§ **Exercise details**
On how many lines of these entries does the word "core" occur? State the number alone.

- - -

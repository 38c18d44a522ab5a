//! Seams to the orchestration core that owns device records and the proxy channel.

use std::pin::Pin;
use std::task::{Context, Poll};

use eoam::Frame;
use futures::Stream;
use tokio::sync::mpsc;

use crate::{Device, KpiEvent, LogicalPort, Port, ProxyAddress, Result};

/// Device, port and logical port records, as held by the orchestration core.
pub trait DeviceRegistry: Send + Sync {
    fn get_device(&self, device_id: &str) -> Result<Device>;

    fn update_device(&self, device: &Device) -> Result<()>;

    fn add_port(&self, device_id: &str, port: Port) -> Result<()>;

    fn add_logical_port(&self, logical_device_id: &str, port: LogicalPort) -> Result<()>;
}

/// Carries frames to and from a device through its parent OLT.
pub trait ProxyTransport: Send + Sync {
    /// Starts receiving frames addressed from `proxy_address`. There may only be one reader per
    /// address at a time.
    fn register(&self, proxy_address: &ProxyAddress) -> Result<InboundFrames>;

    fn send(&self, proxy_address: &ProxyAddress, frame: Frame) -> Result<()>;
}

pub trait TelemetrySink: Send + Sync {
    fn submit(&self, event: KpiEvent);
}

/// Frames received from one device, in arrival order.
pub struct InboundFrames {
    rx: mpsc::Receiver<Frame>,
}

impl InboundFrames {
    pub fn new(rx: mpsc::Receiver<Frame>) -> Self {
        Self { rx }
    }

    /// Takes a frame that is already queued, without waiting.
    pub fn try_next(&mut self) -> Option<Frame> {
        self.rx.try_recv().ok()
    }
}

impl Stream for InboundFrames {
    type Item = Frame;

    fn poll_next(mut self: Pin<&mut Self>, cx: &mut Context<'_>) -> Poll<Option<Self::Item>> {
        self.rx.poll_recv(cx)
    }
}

- - -

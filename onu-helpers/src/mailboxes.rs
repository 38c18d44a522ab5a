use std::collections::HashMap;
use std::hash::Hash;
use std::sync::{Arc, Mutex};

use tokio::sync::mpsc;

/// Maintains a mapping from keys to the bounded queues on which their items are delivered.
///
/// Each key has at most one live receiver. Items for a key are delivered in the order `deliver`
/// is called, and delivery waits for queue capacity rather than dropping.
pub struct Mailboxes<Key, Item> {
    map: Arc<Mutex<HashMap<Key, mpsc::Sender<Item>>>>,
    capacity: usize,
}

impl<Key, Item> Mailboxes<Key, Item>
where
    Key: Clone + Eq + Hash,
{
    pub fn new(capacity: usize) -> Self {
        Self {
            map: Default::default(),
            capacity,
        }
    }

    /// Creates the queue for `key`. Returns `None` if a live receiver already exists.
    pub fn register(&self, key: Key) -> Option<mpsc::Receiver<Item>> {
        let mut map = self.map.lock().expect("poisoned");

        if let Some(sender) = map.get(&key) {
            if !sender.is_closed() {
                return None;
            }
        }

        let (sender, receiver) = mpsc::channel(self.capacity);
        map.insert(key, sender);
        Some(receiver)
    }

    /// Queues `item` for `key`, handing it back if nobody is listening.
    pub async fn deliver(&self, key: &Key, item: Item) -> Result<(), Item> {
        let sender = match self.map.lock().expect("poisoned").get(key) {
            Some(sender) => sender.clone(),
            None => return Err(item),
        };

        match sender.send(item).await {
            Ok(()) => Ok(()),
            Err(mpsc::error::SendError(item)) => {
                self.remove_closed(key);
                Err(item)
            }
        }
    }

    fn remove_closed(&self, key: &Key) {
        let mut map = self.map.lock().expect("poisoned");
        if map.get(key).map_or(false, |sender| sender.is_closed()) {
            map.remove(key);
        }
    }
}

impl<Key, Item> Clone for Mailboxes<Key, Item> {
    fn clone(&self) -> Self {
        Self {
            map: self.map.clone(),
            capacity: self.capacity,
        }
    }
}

- - -

§ **Exercise result**
2